Some residents in River Oaks want to know why their drinking water is brown.
One resident who emailed the Star-Telegram said she is spending about $90 a month on bottled water and takes her laundry to a service.
“I feel I am living in a third-world country,” she said.
City Manager Marvin Gregory said the water is safe to drink, but understands the concerns and insists that help is on the way.
But not until October.
“The ones who are affected are the ones who are really upset,” Gregory said. “Until they see pipe going into the ground, they probably won’t know what we’re going to do. Once you see it you will know that the city really is going to do something. I can promise you that the city really is going to do something.”
The city that is west of downtown Fort Worth is going to replace 50,000 feet of old and rusting galvanized iron pipe, which is an estimated 70 years old, Gregory said.
The city has been working on a master plan to replace those iron pipes with new, thick-walled PVC pipes. Replacing the pipes will cost about $8 million and add about $6.63 a month to a $100 water bill.
In the meantime, the city will be flushing the water system with higher-than-normal concentrations of chlorine to help reduce the water’s discoloration, odor and taste. That process will continue through Sept. 6.
‘Want to do this right’
City officials started working on the plan five years ago, but Gregory said the green light to start construction didn’t come until 2016. About 100 water customers in River Oaks, which has a population of about 7,400 residents, are receiving the brown water, Gregory estimates.
“The water rate hikes are scheduled to go into effect Oct. 1 because that’s when we plan to start construction,” Gregory said. “We wanted to do this as efficiently as possible, but I’m glad we took the time to get it right because we want to do this right.”
Gregory said the city is in compliance with regulations set by the Texas Commission of Environmental Quality.
The TCEQ reported that it has received one complaint for the City of River Oaks public water system in the past 12 months.
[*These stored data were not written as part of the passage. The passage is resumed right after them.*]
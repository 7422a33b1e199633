//! Admin setup routes for new user registration.
//!
//! Provides a 3-step email-verified passkey registration flow:
//! 1. Enter email → send verification code
//! 2. Enter code → verify email
//! 3. Create passkey → complete registration

use askama::Template;
use axum::{
    Json, Router,
    extract::State,
    http::StatusCode,
    response::{Html, IntoResponse, Response},
    routing::{get, post},
};
use chrono::{DateTime, Utc};
use serde::{Deserialize, Serialize};
use tower_sessions::Session;
use webauthn_rs::prelude::*;

use naked_pineapple_core::Email;

use crate::db::{AdminInviteRepository, AdminUserRepository};
use crate::filters;
use crate::middleware::set_current_admin;
use crate::models::{CurrentAdmin, session_keys};
use crate::services::{AdminAuthService, EmailService, generate_verification_code};
use crate::state::AppState;

/// Session keys for setup flow.
mod setup_session_keys {
    pub const VERIFICATION_CODE: &str = "setup_verification_code";
    pub const VERIFICATION_EMAIL: &str = "setup_verification_email";
    pub const VERIFICATION_EXPIRES: &str = "setup_verification_expires";
    pub const EMAIL_VERIFIED: &str = "setup_email_verified";
}

/// Pending registration info stored in session.
#[derive(Serialize, Deserialize)]
struct PendingRegistration {
    email: String,
    display_name: String,
    passkey_name: String,
}

/// Setup page template.
#[derive(Template)]
#[template(path = "auth/setup.html")]
struct SetupPageTemplate;

/// Error response for API endpoints.
#[derive(Debug, Serialize)]
pub struct ApiError {
    pub error: String,
}

impl ApiError {
    fn new(msg: impl Into<String>) -> Self {
        Self { error: msg.into() }
    }
}

impl IntoResponse for ApiError {
    fn into_response(self) -> Response {
        (StatusCode::BAD_REQUEST, Json(self)).into_response()
    }
}

/// Build the setup router.
pub fn router() -> Router<AppState> {
    Router::new()
        .route("/auth/setup", get(setup_page))
        // Email verification
        .route("/api/auth/setup/send-code", post(send_verification_code))
        .route("/api/auth/setup/verify-code", post(verify_code))
        // Passkey registration (for setup - no auth required, but email must be verified)
        .route("/api/auth/setup/register/start", post(register_start))
        .route("/api/auth/setup/register/finish", post(register_finish))
}

/// Render the setup page.
///
/// GET /auth/setup
async fn setup_page() -> impl IntoResponse {
    Html(
        SetupPageTemplate
            .render()
            .unwrap_or_else(|_| String::from("Error rendering template")),
    )
}

// =============================================================================
// Step 1: Send Verification Code
// =============================================================================

/// Request to send a verification code.
#[derive(Debug, Deserialize)]
pub struct SendCodeRequest {
    pub email: String,
}

/// Response after sending verification code.
#[derive(Debug, Serialize)]
pub struct SendCodeResponse {
    pub success: bool,
    pub message: String,
}

/// Send a verification code to the email if it has a valid invite.
///
/// POST /api/auth/setup/send-code
async fn send_verification_code(
    State(state): State<AppState>,
    session: Session,
    Json(req): Json<SendCodeRequest>,
) -> Result<Json<SendCodeResponse>, ApiError> {
    let email = req.email.trim().to_lowercase();

    // Validate email format
    let parsed_email = Email::parse(&email).map_err(|_| ApiError::new("Invalid email address"))?;

    // Check if invite exists and is valid
    let invite_repo = AdminInviteRepository::new(state.pool());
    let is_valid = invite_repo
        .is_valid_invite(&email)
        .await
        .map_err(|e| ApiError::new(format!("Database error: {e}")))?;

    if !is_valid {
        return Err(ApiError::new(
            "No valid invite found for this email address",
        ));
    }

    // Check if an admin already exists with this email
    let user_repo = AdminUserRepository::new(state.pool());
    let existing = user_repo
        .get_by_email(&parsed_email)
        .await
        .map_err(|e| ApiError::new(format!("Database error: {e}")))?;

    if existing.is_some() {
        return Err(ApiError::new(
            "An admin account already exists with this email",
        ));
    }

    // Generate verification code
    let code = generate_verification_code();
    let expires_at = Utc::now() + chrono::Duration::minutes(10);

    // Store in session
    session
        .insert(setup_session_keys::VERIFICATION_CODE, &code)
        .await
        .map_err(|e| ApiError::new(format!("Session error: {e}")))?;
    session
        .insert(setup_session_keys::VERIFICATION_EMAIL, &email)
        .await
        .map_err(|e| ApiError::new(format!("Session error: {e}")))?;
    session
        .insert(
            setup_session_keys::VERIFICATION_EXPIRES,
            expires_at.timestamp(),
        )
        .await
        .map_err(|e| ApiError::new(format!("Session error: {e}")))?;

    // Clear any previous verification
    let _ = session
        .remove::<bool>(setup_session_keys::EMAIL_VERIFIED)
        .await;

    // Send email
    if let Some(email_service) = state.email_service() {
        email_service
            .send_verification_code(&email, &code)
            .await
            .map_err(|e| {
                tracing::error!(error = %e, "Failed to send verification email");
                ApiError::new("Failed to send verification email. Please try again.")
            })?;
    } else {
        // Development mode - log the code
        tracing::warn!(
            email = %email,
            code = %code,
            "SMTP not configured - verification code logged (dev mode)"
        );
    }

    Ok(Json(SendCodeResponse {
        success: true,
        message: "Verification code sent to your email".to_owned(),
    }))
}

// =============================================================================
// Step 2: Verify Code
// =============================================================================

/// Request to verify a code.
#[derive(Debug, Deserialize)]
pub struct VerifyCodeRequest {
    pub code: String,
}

/// Response after verifying code.
#[derive(Debug, Serialize)]
pub struct VerifyCodeResponse {
    pub success: bool,
    pub email: String,
    pub name: String,
}

/// Verify the code entered by the user.
///
/// POST /api/auth/setup/verify-code
async fn verify_code(
    State(state): State<AppState>,
    session: Session,
    Json(req): Json<VerifyCodeRequest>,
) -> Result<Json<VerifyCodeResponse>, ApiError> {
    // Get stored verification data
    let stored_code: String = session
        .get(setup_session_keys::VERIFICATION_CODE)
        .await
        .map_err(|e| ApiError::new(format!("Session error: {e}")))?
        .ok_or_else(|| ApiError::new("No verification in progress. Please request a new code."))?;

    let stored_email: String = session
        .get(setup_session_keys::VERIFICATION_EMAIL)
        .await
        .map_err(|e| ApiError::new(format!("Session error: {e}")))?
        .ok_or_else(|| ApiError::new("No verification in progress. Please request a new code."))?;

    let expires_timestamp: i64 = session
        .get(setup_session_keys::VERIFICATION_EXPIRES)
        .await
        .map_err(|e| ApiError::new(format!("Session error: {e}")))?
        .ok_or_else(|| ApiError::new("No verification in progress. Please request a new code."))?;

    // Check expiration
    let now = Utc::now().timestamp();
    if now > expires_timestamp {
        // Clear expired verification
        let _ = session
            .remove::<String>(setup_session_keys::VERIFICATION_CODE)
            .await;
        return Err(ApiError::new(
            "Verification code has expired. Please request a new code.",
        ));
    }

    // Verify code
    if req.code.trim() != stored_code {
        return Err(ApiError::new("Invalid verification code"));
    }

    // Clear the code (one-time use)
    let _ = session
        .remove::<String>(setup_session_keys::VERIFICATION_CODE)
        .await;

    // Mark email as verified
    session
        .insert(setup_session_keys::EMAIL_VERIFIED, true)
        .await
        .map_err(|e| ApiError::new(format!("Session error: {e}")))?;

    // Get invite details
    let invite_repo = AdminInviteRepository::new(state.pool());
    let invite = invite_repo
        .get_by_email(&stored_email)
        .await
        .map_err(|e| ApiError::new(format!("Database error: {e}")))?
        .ok_or_else(|| ApiError::new("Invite not found"))?;

    Ok(Json(VerifyCodeResponse {
        success: true,
        email: stored_email,
        name: invite.name,
    }))
}

// =============================================================================
// Step 3: Passkey Registration
// =============================================================================

/// Request to start passkey registration.
#[derive(Debug, Deserialize)]
pub struct StartRegistrationRequest {
    pub display_name: String,
    pub passkey_name: Option<String>,
}

/// Response from starting passkey registration.
#[derive(Debug, Serialize)]
pub struct StartRegistrationResponse {
    pub options: CreationChallengeResponse,
}

/// Start passkey registration for the verified email.
///
/// POST /api/auth/setup/register/start
async fn register_start(
    State(state): State<AppState>,
    session: Session,
    Json(req): Json<StartRegistrationRequest>,
) -> Result<Json<StartRegistrationResponse>, ApiError> {
    // Verify email was verified
    let email_verified: bool = session
        .get(setup_session_keys::EMAIL_VERIFIED)
        .await
        .map_err(|e| ApiError::new(format!("Session error: {e}")))?
        .unwrap_or(false);

    if !email_verified {
        return Err(ApiError::new(
            "Email not verified. Please verify your email first.",
        ));
    }

    let email: String = session
        .get(setup_session_keys::VERIFICATION_EMAIL)
        .await
        .map_err(|e| ApiError::new(format!("Session error: {e}")))?
        .ok_or_else(|| ApiError::new("No email in session. Please start over."))?;

    // Validate invite is still valid
    let invite_repo = AdminInviteRepository::new(state.pool());
    let invite = invite_repo
        .get_by_email(&email)
        .await
        .map_err(|e| ApiError::new(format!("Database error: {e}")))?
        .ok_or_else(|| ApiError::new("Invite not found"))?;

    if !invite.is_valid() {
        return Err(ApiError::new("Invite is no longer valid"));
    }

    // Generate a temporary user ID for WebAuthn (will be replaced with real ID after creation)
    let temp_user_id = uuid::Uuid::new_v4();

    // Start passkey registration with WebAuthn
    let (ccr, reg_state) = state
        .webauthn()
        .start_passkey_registration(
            temp_user_id,
            &email,
            &req.display_name,
            None, // No existing credentials
        )
        .map_err(|e| ApiError::new(format!("WebAuthn error: {e}")))?;

    // Store registration state and pending info
    session
        .insert(session_keys::WEBAUTHN_REG, reg_state)
        .await
        .map_err(|e| ApiError::new(format!("Session error: {e}")))?;

    // Store pending registration info
    let pending = PendingRegistration {
        email,
        display_name: req.display_name,
        passkey_name: req.passkey_name.unwrap_or_else(|| "Passkey".to_owned()),
    };

    session
        .insert("setup_pending_registration", pending)
        .await
        .map_err(|e| ApiError::new(format!("Session error: {e}")))?;

    Ok(Json(StartRegistrationResponse { options: ccr }))
}

/// Request to finish passkey registration.
#[derive(Debug, Deserialize)]
pub struct FinishRegistrationRequest {
    pub credential: RegisterPublicKeyCredential,
}

/// Response from finishing passkey registration.
#[derive(Debug, Serialize)]
pub struct FinishRegistrationResponse {
    pub success: bool,
    pub redirect: String,
}

/// Finish passkey registration and create admin user.
///
/// POST /api/auth/setup/register/finish
async fn register_finish(
    State(state): State<AppState>,
    session: Session,
    Json(req): Json<FinishRegistrationRequest>,
) -> Result<Json<FinishRegistrationResponse>, ApiError> {
    // Get registration state
    let reg_state: PasskeyRegistration = session
        .get(session_keys::WEBAUTHN_REG)
        .await
        .map_err(|e| ApiError::new(format!("Session error: {e}")))?
        .ok_or_else(|| ApiError::new("No registration in progress"))?;

    // Get pending registration info
    let pending: PendingRegistration = session
        .get("setup_pending_registration")
        .await
        .map_err(|e| ApiError::new(format!("Session error: {e}")))?
        .ok_or_else(|| ApiError::new("No registration in progress"))?;

    // Clear registration state
    let _ = session
        .remove::<PasskeyRegistration>(session_keys::WEBAUTHN_REG)
        .await;
    let _ = session
        .remove::<PendingRegistration>("setup_pending_registration")
        .await;

    // Finish WebAuthn registration
    let passkey = state
        .webauthn()
        .finish_passkey_registration(&req.credential, &reg_state)
        .map_err(|e| ApiError::new(format!("WebAuthn error: {e}")))?;

    // Get invite to get role
    let invite_repo = AdminInviteRepository::new(state.pool());
    let invite = invite_repo
        .get_by_email(&pending.email)
        .await
        .map_err(|e| ApiError::new(format!("Database error: {e}")))?
        .ok_or_else(|| ApiError::new("Invite not found"))?;

    if !invite.is_valid() {
        return Err(ApiError::new("Invite is no longer valid"));
    }

    // Parse email
    let email = Email::parse(&pending.email).map_err(|_| ApiError::new("Invalid email address"))?;

    // Create admin user
    let user_repo = AdminUserRepository::new(state.pool());
    let user = user_repo
        .create(&email, &pending.display_name, invite.role)
        .await
        .map_err(|e| ApiError::new(format!("Failed to create user: {e}")))?;

    // Create credential
    user_repo
        .create_credential(user.id, &passkey, &pending.passkey_name)
        .await
        .map_err(|e| ApiError::new(format!("Failed to save credential: {e}")))?;

    // Mark invite as used
    invite_repo
        .mark_used(&pending.email, user.id)
        .await
        .map_err(|e| ApiError::new(format!("Failed to update invite: {e}")))?;

    // Clear setup session data
    let _ = session
        .remove::<bool>(setup_session_keys::EMAIL_VERIFIED)
        .await;
    let _ = session
        .remove::<String>(setup_session_keys::VERIFICATION_EMAIL)
        .await;

    // Log the user in
    let current_admin = CurrentAdmin {
        id: user.id,
        email: user.email,
        name: user.name,
        role: user.role,
    };

    set_current_admin(&session, &current_admin)
        .await
        .map_err(|e| ApiError::new(format!("Session error: {e}")))?;

    tracing::info!(
        admin_id = %user.id.as_i32(),
        email = %pending.email,
        "New admin user registered successfully"
    );

    // Send welcome email
    if let Some(email_service) = state.email_service()
        && let Err(e) = email_service
            .send_welcome_email(&pending.email, &pending.display_name)
            .await
    {
        tracing::warn!(error = %e, "Failed to send welcome email");
    }

    Ok(Json(FinishRegistrationResponse {
        success: true,
        redirect: "/chat".to_owned(),
    }))
}
//! Order edit domain types for Shopify Admin API.

use serde::{Deserialize, Serialize};

use super::common::{Image, Money};

// =============================================================================
// Order Edit Types
// =============================================================================

/// Staged status for a calculated shipping line during order editing.
#[derive(Debug, Clone, Copy, PartialEq, Eq, Serialize, Deserialize)]
#[serde(rename_all = "SCREAMING_SNAKE_CASE")]
pub enum CalculatedShippingLineStagedStatus {
    /// Shipping line existed before the edit.
    None,
    /// Shipping line was added during this edit.
    Added,
    /// Shipping line was removed during this edit.
    Removed,
}

impl std::fmt::Display for CalculatedShippingLineStagedStatus {
    fn fmt(&self, f: &mut std::fmt::Formatter<'_>) -> std::fmt::Result {
        match self {
            Self::None => write!(f, "Unchanged"),
            Self::Added => write!(f, "Added"),
            Self::Removed => write!(f, "Removed"),
        }
    }
}

/// A shipping line in an order edit session.
#[derive(Debug, Clone, Serialize, Deserialize)]
pub struct CalculatedShippingLine {
    /// Shipping line ID (may be None for pre-existing lines).
    pub id: Option<String>,
    /// Shipping method title.
    pub title: String,
    /// Price of the shipping line.
    pub price: Money,
    /// Staged status indicating if this was added/removed during edit.
    pub staged_status: CalculatedShippingLineStagedStatus,
}

/// Allocated discount amount for a calculated line item.
#[derive(Debug, Clone, Serialize, Deserialize)]
pub struct CalculatedDiscountAllocation {
    /// The allocated discount amount.
    pub allocated_amount: Money,
    /// Description of the discount (if available).
    pub description: Option<String>,
}

/// A line item in an order edit session with editing context.
#[derive(Debug, Clone, Serialize, Deserialize)]
pub struct CalculatedLineItem {
    /// Line item ID.
    pub id: String,
    /// Product title.
    pub title: String,
    /// Variant title.
    pub variant_title: Option<String>,
    /// SKU.
    pub sku: Option<String>,
    /// Current quantity.
    pub quantity: i64,
    /// Quantity that can be edited (unfulfilled items).
    pub editable_quantity: i64,
    /// Editable quantity before any changes in this session.
    pub editable_quantity_before_changes: i64,
    /// Whether this item can be restocked.
    pub restockable: bool,
    /// Whether this item is being restocked.
    pub restocking: bool,
    /// Whether this item has a staged discount.
    pub has_staged_line_item_discount: bool,
    /// Original price per unit.
    pub original_unit_price: Money,
    /// Discounted price per unit.
    pub discounted_unit_price: Money,
    /// Editable subtotal (quantity Ã— discounted price for editable items).
    pub editable_subtotal: Money,
    /// Line item image.
    pub image: Option<Image>,
    /// Variant ID.
    pub variant_id: Option<String>,
    /// Applied discount allocations.
    pub discount_allocations: Vec<CalculatedDiscountAllocation>,
}

/// Types of staged changes during an order edit.
#[derive(Debug, Clone, Serialize, Deserialize)]
#[serde(tag = "type")]
pub enum OrderStagedChange {
    /// A variant was added to the order.
    AddVariant {
        /// Line item ID.
        line_item_id: String,
        /// Quantity added.
        quantity: i64,
    },
    /// A custom item was added to the order.
    AddCustomItem {
        /// Line item ID.
        line_item_id: String,
        /// Title of the custom item.
        title: String,
        /// Quantity added.
        quantity: i64,
    },
    /// A line item's quantity was increased.
    IncrementItem {
        /// Line item ID.
        line_item_id: String,
        /// Quantity delta.
        delta: i64,
    },
    /// A line item's quantity was decreased.
    DecrementItem {
        /// Line item ID.
        line_item_id: String,
        /// Quantity delta.
        delta: i64,
        /// Whether item is being restocked.
        restock: bool,
    },
    /// A discount was added to a line item.
    AddLineItemDiscount {
        /// Discount ID.
        discount_id: String,
        /// Line item ID.
        line_item_id: String,
        /// Discount description.
        description: Option<String>,
        /// Discount value (percentage or fixed amount).
        value: OrderEditDiscountValue,
    },
    /// A discount was removed.
    RemoveDiscount {
        /// Discount ID.
        discount_id: String,
    },
    /// A shipping line was added.
    AddShippingLine {
        /// Shipping line ID.
        shipping_line_id: String,
        /// Shipping method title.
        title: String,
        /// Shipping price.
        price: Money,
    },
    /// A shipping line was removed.
    RemoveShippingLine {
        /// Shipping line ID.
        shipping_line_id: String,
    },
}

/// Discount value for order edits (percentage or fixed amount).
#[derive(Debug, Clone, Serialize, Deserialize)]
pub enum OrderEditDiscountValue {
    /// Percentage discount (0.0 to 100.0).
    Percentage(f64),
    /// Fixed amount discount.
    FixedAmount(Money),
}

/// A calculated order representing an order edit session.
#[derive(Debug, Clone, Serialize, Deserialize)]
pub struct CalculatedOrder {
    /// Calculated order ID (used in subsequent mutations).
    pub id: String,
    /// The original order being edited.
    pub original_order_id: String,
    /// Original order name.
    pub original_order_name: String,
    /// Pre-existing line items with applied changes.
    pub line_items: Vec<CalculatedLineItem>,
    /// Newly added line items during this edit.
    pub added_line_items: Vec<CalculatedLineItem>,
    /// Shipping lines (existing and newly added).
    pub shipping_lines: Vec<CalculatedShippingLine>,
    /// Subtotal price after discounts (excluding shipping).
    pub subtotal_price: Money,
    /// Total price including shipping and taxes.
    pub total_price: Money,
    /// Amount the customer still owes (or will be refunded if negative).
    pub total_outstanding: Money,
    /// Total quantity of line items.
    pub subtotal_line_items_quantity: i64,
    /// Preview title for customer notification.
    pub notification_preview_title: Option<String>,
}

impl CalculatedOrder {
    /// Get all line items (existing + added).
    #[must_use]
    pub fn all_line_items(&self) -> Vec<&CalculatedLineItem> {
        self.line_items
            .iter()
            .chain(self.added_line_items.iter())
            .collect()
    }

    /// Check if there are any staged changes.
    #[must_use]
    pub fn has_changes(&self) -> bool {
        !self.added_line_items.is_empty()
            || self
                .line_items
                .iter()
                .any(|li| li.editable_quantity != li.editable_quantity_before_changes)
            || self
                .shipping_lines
                .iter()
                .any(|sl| sl.staged_status != CalculatedShippingLineStagedStatus::None)
    }

    /// Calculate the price difference from original order.
    #[must_use]
    pub const fn price_difference(&self) -> &Money {
        &self.total_outstanding
    }
}

// =============================================================================
// Order Edit Input Types
// =============================================================================

/// Input for applying a discount during order editing.
#[derive(Debug, Clone)]
pub struct OrderEditAppliedDiscountInput {
    /// Description of the discount.
    pub description: Option<String>,
    /// Fixed amount discount (mutually exclusive with `percent_value`).
    pub fixed_value: Option<Money>,
    /// Percentage discount (0.0 to 100.0, mutually exclusive with `fixed_value`).
    pub percent_value: Option<f64>,
}

impl OrderEditAppliedDiscountInput {
    /// Create a percentage discount.
    #[must_use]
    pub const fn percentage(percent: f64, description: Option<String>) -> Self {
        Self {
            description,
            fixed_value: None,
            percent_value: Some(percent),
        }
    }

    /// Create a fixed amount discount.
    #[must_use]
    pub const fn fixed_amount(amount: Money, description: Option<String>) -> Self {
        Self {
            description,
            fixed_value: Some(amount),
            percent_value: None,
        }
    }
}

/// Input for adding a shipping line during order editing.
#[derive(Debug, Clone)]
pub struct OrderEditAddShippingLineInput {
    /// Shipping method title.
    pub title: String,
    /// Shipping price.
    pub price: Money,
}

/// Input for updating a shipping line during order editing.
#[derive(Debug, Clone, Default)]
pub struct OrderEditUpdateShippingLineInput {
    /// New title (optional).
    pub title: Option<String>,
    /// New price (optional).
    pub price: Option<Money>,
}

/// Input for committing an order edit.
#[derive(Debug, Clone, Default)]
pub struct OrderEditCommitInput {
    /// Whether to notify the customer about the changes.
    pub notify_customer: bool,
    /// Internal staff note about the edit.
    pub staff_note: Option<String>,
}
The complaint is from a resident who said there was discolored water and sediment in the public water supply.
An unannounced investigation was launched on Aug. 3 and the investigator noted clear water with no sediment, adequate pressure, and low disinfection residual. The investigator returned to the system on Aug. 4 and said the problem with the disinfection residual had been resolved, but the investigation is ongoing, according to a state official.
River Oaks, however, has had other problems with its water in the past, including having to pay a $1,200 fine to the TCEQ because it was out of compliance on disinfectant by-product concentrations, Gregory said.
‘It meets state standards’
River Oaks sent this notice to its water customers on Aug. 2:
“The City flushes fire hydrants monthly to ensure the water we provide is safe and fresh. There are times that water is discolored to a yellow, orange or even brownish color due to cast iron or galvanized water mains and also even galvanized home water lines can cause it. Over time other constituents such as manganese naturally present in water sources can be released with changes in water pressure, resulting in discoloring of water even affecting taste. Manganese is not harmful at the current levels in our system but over time may attach to pipes and release when there are extreme changes in water velocity or pressure.”
The city also plans to replace equipment at the water treatment plant that will help with the discoloration issues, Gregory said.
“The water is safe to drink,” Gregory said. “It’s been certified by TCEQ that it meets state standards. It’s our ultimate goal to take the aesthetic problem out of the way.”